I think Ron Hira in his book titled “Outsourcing America” said it best.

How do we train to do something else when we already were working in the most complicated industry that our country has?

Believe me, you will end up grasping at straws, and you will try things like this to get your political representatives to wake up.

And you will try and apply for every type of job that the Department of Veterans Affairs has all over the country hoping and praying that they will honor their promise of “Employment Assistance”.

Now there are a lot of people that think a $15.00 per hour minimum wage will solve these problems, and I disagree with them, not because I don’t think that our citizens need a minimum of $15.00 per hour to live on, but because as long as we allow our companies to send jobs to other countries, and import non-immigrant guest workers, it simply will only ensure that Texans are not hired and guest workers are because the guest workers are not aware of their rights and protections afforded them by our laws.

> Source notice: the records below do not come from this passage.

//! # notifyhub-entity
//!
//! Domain entity models for NotifyHub: notifications and their enums,
//! per-user delivery preferences, push subscriptions, background jobs and
//! their typed payloads, and the minimal user record the pipeline consumes.

pub mod job;
pub mod notification;
pub mod user;
//! Database migration runner.

use sqlx::PgPool;
use tracing::info;

use notifyhub_core::error::{AppError, ErrorKind};

/// Run all pending database migrations.
pub async fn run_migrations(pool: &PgPool) -> Result<(), AppError> {
    info!("Running database migrations");

    sqlx::migrate!("../../migrations")
        .run(pool)
        .await
        .map_err(|e| {
            AppError::with_source(
                ErrorKind::Database,
                format!("Failed to run migrations: {e}"),
                e,
            )
        })?;

    info!("Database migrations complete");
    Ok(())
}
//! Notification preference entity.

use std::collections::HashMap;

use chrono::{DateTime, Utc};
use serde::{Deserialize, Serialize};
use sqlx::types::Json;
use sqlx::FromRow;
use uuid::Uuid;

use super::kind::NotificationKind;

/// Digest cadence.
#[derive(Debug, Clone, Copy, PartialEq, Eq, Serialize, Deserialize, sqlx::Type)]
#[sqlx(type_name = "digest_frequency", rename_all = "lowercase")]
#[serde(rename_all = "lowercase")]
pub enum DigestFrequency {
    /// One digest per day.
    Daily,
    /// One digest per week.
    Weekly,
}

impl DigestFrequency {
    /// The look-back window covered by one digest.
    pub fn window(&self) -> chrono::Duration {
        match self {
            Self::Daily => chrono::Duration::days(1),
            Self::Weekly => chrono::Duration::days(7),
        }
    }
}

/// Per-user notification delivery preferences.
///
/// Created lazily with defaults on first read or write.
#[derive(Debug, Clone, Serialize, Deserialize, FromRow)]
pub struct NotificationPreference {
    /// The user these preferences belong to.
    pub user_id: Uuid,
    /// Whether the email channel is enabled.
    pub email_enabled: bool,
    /// Whether the push channel is enabled.
    pub push_enabled: bool,
    /// Whether the in-app channel is enabled.
    pub in_app_enabled: bool,
    /// Per-kind opt-outs. A kind absent from the map is enabled.
    pub kind_preferences: Json<HashMap<NotificationKind, bool>>,
    /// Quiet-hours window start, `"HH:MM"` local to `timezone`.
    pub quiet_hours_start: Option<String>,
    /// Quiet-hours window end, `"HH:MM"` local to `timezone`.
    pub quiet_hours_end: Option<String>,
    /// IANA timezone name (e.g. `"Europe/Berlin"`).
    pub timezone: String,
    /// Whether digest emails are enabled.
    pub digest_enabled: bool,
    /// Digest cadence.
    pub digest_frequency: DigestFrequency,
    /// Local time of day the digest is built, `"HH:MM"`.
    pub digest_time: String,
    /// Identity of the live digest-build chain. Rotated whenever the
    /// digest settings change; pending builds stamped with an older id
    /// complete as no-ops, so at most one chain runs per user.
    pub digest_chain_id: Uuid,
    /// Whether producers may coalesce this user's notifications.
    pub batching_enabled: bool,
    /// Coalescing delay in seconds.
    pub batching_delay_seconds: i32,
    /// When preferences were last updated.
    pub updated_at: Option<DateTime<Utc>>,
}

impl NotificationPreference {
    /// Default preferences for a user: all channels on, UTC, daily digest
    /// disabled, batching on with a 300 second delay.
    pub fn default_for_user(user_id: Uuid) -> Self {
        Self {
            user_id,
            email_enabled: true,
            push_enabled: true,
            in_app_enabled: true,
            kind_preferences: Json(HashMap::new()),
            quiet_hours_start: None,
            quiet_hours_end: None,
            timezone: "UTC".to_string(),
            digest_enabled: false,
            digest_frequency: DigestFrequency::Daily,
            digest_time: "08:00".to_string(),
            digest_chain_id: Uuid::new_v4(),
            batching_enabled: true,
            batching_delay_seconds: 300,
            updated_at: Some(Utc::now()),
        }
    }

    /// Whether the given kind is enabled for this user.
    pub fn kind_enabled(&self, kind: NotificationKind) -> bool {
        self.kind_preferences
            .0
            .get(&kind)
            .copied()
            .unwrap_or(true)
    }

    /// The quiet-hours window, if fully configured.
    pub fn quiet_window(&self) -> Option<(&str, &str)> {
        match (&self.quiet_hours_start, &self.quiet_hours_end) {
            (Some(start), Some(end)) => Some((start.as_str(), end.as_str())),
            _ => None,
        }
    }
}
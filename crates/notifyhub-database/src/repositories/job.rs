//! Job repository implementation.

use async_trait::async_trait;
use chrono::{DateTime, Utc};
use sqlx::PgPool;
use uuid::Uuid;

use notifyhub_core::error::{AppError, ErrorKind};
use notifyhub_core::result::AppResult;
use notifyhub_entity::job::model::{Job, NewJob};

use crate::stores::{JobCounts, JobStore};

/// Repository for the persistent job queue.
#[derive(Debug, Clone)]
pub struct JobRepository {
    pool: PgPool,
}

impl JobRepository {
    /// Create a new job repository.
    pub fn new(pool: PgPool) -> Self {
        Self { pool }
    }
}

#[async_trait]
impl JobStore for JobRepository {
    async fn create(&self, job: &NewJob) -> AppResult<Job> {
        sqlx::query_as::<_, Job>(
            "INSERT INTO jobs (queue, job_type, payload, max_attempts, backoff_base_secs, \
              scheduled_at) \
             VALUES ($1, $2, $3, $4, $5, $6) RETURNING *",
        )
        .bind(&job.queue)
        .bind(&job.job_type)
        .bind(&job.payload)
        .bind(job.max_attempts)
        .bind(job.backoff_base_secs)
        .bind(job.scheduled_at)
        .fetch_one(&self.pool)
        .await
        .map_err(|e| AppError::with_source(ErrorKind::Database, "Failed to create job", e))
    }

    async fn claim_next(
        &self,
        queue: &str,
        job_type: &str,
        worker_id: &str,
        now: DateTime<Utc>,
    ) -> AppResult<Option<Job>> {
        // SKIP LOCKED keeps concurrent workers from claiming the same row.
        sqlx::query_as::<_, Job>(
            "UPDATE jobs SET status = 'active', started_at = $4, worker_id = $3, \
              attempts = attempts + 1, updated_at = $4 \
             WHERE id = ( \
                SELECT id FROM jobs \
                WHERE queue = $1 AND job_type = $2 AND status = 'waiting' \
                AND scheduled_at <= $4 \
                ORDER BY created_at ASC \
                FOR UPDATE SKIP LOCKED \
                LIMIT 1 \
             ) RETURNING *",
        )
        .bind(queue)
        .bind(job_type)
        .bind(worker_id)
        .bind(now)
        .fetch_optional(&self.pool)
        .await
        .map_err(|e| AppError::with_source(ErrorKind::Database, "Failed to claim job", e))
    }

    async fn complete(
        &self,
        id: Uuid,
        result: Option<serde_json::Value>,
        at: DateTime<Utc>,
    ) -> AppResult<()> {
        sqlx::query(
            "UPDATE jobs SET status = 'completed', result = $2, completed_at = $3, \
              updated_at = $3 WHERE id = $1",
        )
        .bind(id)
        .bind(result)
        .bind(at)
        .execute(&self.pool)
        .await
        .map_err(|e| AppError::with_source(ErrorKind::Database, "Failed to complete job", e))?;
        Ok(())
    }

    async fn fail(&self, id: Uuid, error: &str, at: DateTime<Utc>) -> AppResult<()> {
        sqlx::query(
            "UPDATE jobs SET status = 'failed', error_message = $2, completed_at = $3, \
              updated_at = $3 WHERE id = $1",
        )
        .bind(id)
        .bind(error)
        .bind(at)
        .execute(&self.pool)
        .await
        .map_err(|e| AppError::with_source(ErrorKind::Database, "Failed to fail job", e))?;
        Ok(())
    }

    async fn reschedule(&self, id: Uuid, run_at: DateTime<Utc>, error: &str) -> AppResult<()> {
        sqlx::query(
            "UPDATE jobs SET status = 'waiting', scheduled_at = $2, error_message = $3, \
              started_at = NULL, worker_id = NULL, updated_at = NOW() WHERE id = $1",
        )
        .bind(id)
        .bind(run_at)
        .bind(error)
        .execute(&self.pool)
        .await
        .map_err(|e| AppError::with_source(ErrorKind::Database, "Failed to reschedule job", e))?;
        Ok(())
    }

    async fn counts(&self, queue: &str, now: DateTime<Utc>) -> AppResult<JobCounts> {
        let row: (i64, i64, i64, i64, i64) = sqlx::query_as(
            "SELECT \
              COUNT(*) FILTER (WHERE status = 'waiting' AND scheduled_at <= $2), \
              COUNT(*) FILTER (WHERE status = 'active'), \
              COUNT(*) FILTER (WHERE status = 'completed'), \
              COUNT(*) FILTER (WHERE status = 'failed'), \
              COUNT(*) FILTER (WHERE status = 'waiting' AND scheduled_at > $2) \
             FROM jobs WHERE queue = $1",
        )
        .bind(queue)
        .bind(now)
        .fetch_one(&self.pool)
        .await
        .map_err(|e| AppError::with_source(ErrorKind::Database, "Failed to count jobs", e))?;

        Ok(JobCounts {
            waiting: row.0,
            active: row.1,
            completed: row.2,
            failed: row.3,
            delayed: row.4,
        })
    }
}
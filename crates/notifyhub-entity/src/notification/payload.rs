//! Structured notification payloads.
//!
//! The `data` column is a tagged union keyed by payload shape rather than a
//! free-form JSON blob, so processors and clients can deserialize it without
//! guessing. `Generic` is the escape hatch for payloads with no dedicated
//! shape.

use chrono::{DateTime, Utc};
use serde::{Deserialize, Serialize};
use uuid::Uuid;

/// Type-specific structured payload attached to a notification.
#[derive(Debug, Clone, PartialEq, Serialize, Deserialize)]
#[serde(tag = "shape", rename_all = "snake_case")]
pub enum NotificationData {
    /// Course lifecycle payload.
    Course {
        /// The course involved.
        course_id: Uuid,
        /// Display name of the course.
        course_name: String,
    },
    /// Assignment payload.
    Assignment {
        /// The assignment involved.
        assignment_id: Uuid,
        /// Owning course.
        course_id: Uuid,
        /// Due date, when relevant.
        due_at: Option<DateTime<Utc>>,
    },
    /// Discussion reply/mention payload.
    Discussion {
        /// Thread the activity happened in.
        thread_id: Uuid,
        /// Display name of the author who triggered it.
        author_name: String,
    },
    /// Peer-match payload.
    PeerMatch {
        /// The match record.
        match_id: Uuid,
        /// The matched peer.
        peer_id: Uuid,
        /// Match score in [0, 1].
        score: f64,
    },
    /// Achievement payload.
    Achievement {
        /// Badge identifier.
        badge: String,
        /// XP awarded with the badge, if any.
        xp: Option<i64>,
    },
    /// Digest email payload: unread counts grouped by kind.
    Digest {
        /// Map of kind name to unread count in the digest window.
        counts: std::collections::HashMap<String, usize>,
    },
    /// Opaque payload for kinds with no dedicated shape.
    Generic {
        /// Arbitrary JSON supplied by the producer.
        payload: serde_json::Value,
    },
}
//! SMTP email transport configuration.

use serde::{Deserialize, Serialize};

/// SMTP transport settings.
#[derive(Debug, Clone, Serialize, Deserialize)]
pub struct EmailConfig {
    /// SMTP relay host.
    #[serde(default = "default_host")]
    pub host: String,
    /// SMTP port.
    #[serde(default = "default_port")]
    pub port: u16,
    /// SMTP username (empty = unauthenticated, e.g. Mailpit in development).
    #[serde(default)]
    pub username: String,
    /// SMTP password.
    #[serde(default)]
    pub password: String,
    /// Whether to use TLS via the relay.
    #[serde(default)]
    pub use_tls: bool,
    /// From address for outgoing mail.
    #[serde(default = "default_from")]
    pub from_address: String,
    /// Display name for outgoing mail.
    #[serde(default = "default_from_name")]
    pub from_name: String,
}

impl Default for EmailConfig {
    fn default() -> Self {
        Self {
            host: default_host(),
            port: default_port(),
            username: String::new(),
            password: String::new(),
            use_tls: false,
            from_address: default_from(),
            from_name: default_from_name(),
        }
    }
}

fn default_host() -> String {
    "localhost".to_string()
}

fn default_port() -> u16 {
    1025
}

fn default_from() -> String {
    "noreply@localhost".to_string()
}

fn default_from_name() -> String {
    "NotifyHub".to_string()
}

That said, lets see who would see a pay raise if we raised the minimum wage to $15.00 per hour.

Look at the 2018 Hrly Pay column.

Anybody making less than $15.00 per hour would see an improvement if they still had their job after that.

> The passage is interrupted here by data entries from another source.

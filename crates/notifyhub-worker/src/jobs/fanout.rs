//! Push fan-out job handler.

use std::sync::Arc;

use async_trait::async_trait;
use futures::stream::{self, StreamExt};
use serde_json::Value;

use notifyhub_core::clock::Clock;
use notifyhub_database::stores::{NotificationStore, PreferenceStore, SubscriptionStore};
use notifyhub_entity::job::model::Job;
use notifyhub_entity::job::payload::PushFanoutPayload;
use notifyhub_entity::notification::{Notification, NotificationPreference, NotificationPriority};
use notifyhub_transport::push::{PushError, PushMessage, PushTransport};

use crate::executor::{JobExecutionError, JobHandler};

/// Delivers one notification group to every active subscription of one
/// user. Endpoint failures are isolated per-subscription; the job only
/// fails (transiently) when no endpoint accepted the message.
pub struct PushFanoutHandler {
    preferences: Arc<dyn PreferenceStore>,
    notifications: Arc<dyn NotificationStore>,
    subscriptions: Arc<dyn SubscriptionStore>,
    transport: Arc<dyn PushTransport>,
    clock: Arc<dyn Clock>,
    concurrency: usize,
}

impl PushFanoutHandler {
    /// Create a new push fan-out handler.
    pub fn new(
        preferences: Arc<dyn PreferenceStore>,
        notifications: Arc<dyn NotificationStore>,
        subscriptions: Arc<dyn SubscriptionStore>,
        transport: Arc<dyn PushTransport>,
        clock: Arc<dyn Clock>,
        concurrency: usize,
    ) -> Self {
        Self {
            preferences,
            notifications,
            subscriptions,
            transport,
            clock,
            concurrency: concurrency.max(1),
        }
    }
}

#[async_trait]
impl JobHandler for PushFanoutHandler {
    fn job_type(&self) -> &str {
        notifyhub_queue::names::PUSH_FANOUT
    }

    async fn execute(&self, job: &Job) -> Result<Option<Value>, JobExecutionError> {
        let payload: PushFanoutPayload = serde_json::from_value(job.payload.clone())
            .map_err(|e| JobExecutionError::Permanent(format!("Invalid fan-out payload: {e}")))?;

        let prefs = self
            .preferences
            .find_preferences(payload.user_id)
            .await?
            .unwrap_or_else(|| NotificationPreference::default_for_user(payload.user_id));
        if !prefs.push_enabled {
            return Ok(Some(serde_json::json!({ "skipped": "push_disabled" })));
        }

        let now = self.clock.now();
        let group = self.notifications.find_by_group(&payload.group_key).await?;
        let pending: Vec<&Notification> = group
            .iter()
            .filter(|n| n.user_id == payload.user_id && !n.is_expired(now))
            .collect();
        if pending.is_empty() {
            let reason = if group.iter().any(|n| n.user_id == payload.user_id) {
                "expired"
            } else {
                "no_notifications"
            };
            return Ok(Some(serde_json::json!({ "skipped": reason })));
        }

        let subscriptions = self.subscriptions.find_active(payload.user_id).await?;
        if subscriptions.is_empty() {
            return Ok(Some(serde_json::json!({ "skipped": "no_subscriptions" })));
        }

        let Some(message) = render_message(&pending) else {
            return Ok(Some(serde_json::json!({ "skipped": "no_notifications" })));
        };
        let attempted = subscriptions.len();
        let results: Vec<_> = stream::iter(subscriptions)
            .map(|sub| {
                let message = &message;
                let transport = Arc::clone(&self.transport);
                async move {
                    let outcome = transport.send(&sub, message).await;
                    (sub, outcome)
                }
            })
            .buffer_unordered(self.concurrency)
            .collect()
            .await;

        let mut delivered = 0usize;
        let mut deactivated = 0usize;
        let mut failed = 0usize;
        for (sub, outcome) in results {
            match outcome {
                Ok(()) => {
                    delivered += 1;
                    if let Err(e) = self.subscriptions.touch(sub.id, now).await {
                        tracing::warn!(subscription_id = %sub.id, error = %e, "Failed to record push attempt");
                    }
                }
                Err(PushError::Gone) => {
                    deactivated += 1;
                    tracing::info!(endpoint = %sub.endpoint, "Deactivating gone push endpoint");
                    if let Err(e) = self
                        .subscriptions
                        .deactivate(sub.user_id, &sub.endpoint)
                        .await
                    {
                        tracing::warn!(endpoint = %sub.endpoint, error = %e, "Failed to deactivate subscription");
                    }
                }
                Err(e) => {
                    failed += 1;
                    tracing::warn!(endpoint = %sub.endpoint, error = %e, "Push delivery failed");
                }
            }
        }

        if delivered == 0 {
            return Err(JobExecutionError::Transient(format!(
                "All {attempted} push deliveries failed"
            )));
        }

        self.notifications
            .record_delivery(&payload.group_key, payload.user_id, true, now)
            .await?;

        Ok(Some(serde_json::json!({
            "attempted": attempted,
            "delivered": delivered,
            "deactivated": deactivated,
            "failed": failed,
        })))
    }
}

/// One push message summarizing the pending group. `None` only when the
/// group is empty.
fn render_message(pending: &[&Notification]) -> Option<PushMessage> {
    let newest = pending.iter().max_by_key(|n| n.created_at)?;
    let priority = pending
        .iter()
        .map(|n| n.priority)
        .max()
        .unwrap_or(NotificationPriority::Normal);

    let (title, body) = if pending.len() == 1 {
        (newest.title.clone(), newest.message.clone())
    } else {
        (
            format!("{} new notifications", pending.len()),
            newest.title.clone(),
        )
    };
    Some(PushMessage {
        title,
        body,
        url: newest.action_url.clone(),
        kind: newest.kind.as_str().to_string(),
        priority,
    })
}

Now there are many against that $15.00 per hour minimum wage and I think it is because they remember how it was in their “starter” job and do not realize that in our current economy, these so called starter jobs are the only jobs that they will ever be able to work in.

$15.00 per hour times 40 hours per week is $600.00 per week and after taxes, they might get $500.00 per week.

Multiply that by 52 and divide it by 12 and we get a monthly income of $2,166.67.

Rent can easily take up half of that.

I live as cheap as I can, but I do have a mortgage, and a car payment simply because my last car died on me and the only way I could buy a car was via a large car dealership who needed to sell cars.

this is what it cost me for the first half of this year, and I post it, because I want to know.

Do you really think that person with that $15.00 per hour minimum wage is going to be able to afford any of this.

How about we end these free trade agreements and guest worker visas so that we can put our fellow Texans back to work so that they can live their lives like you are doing?

I can only work to fix this if I have a seat at the table.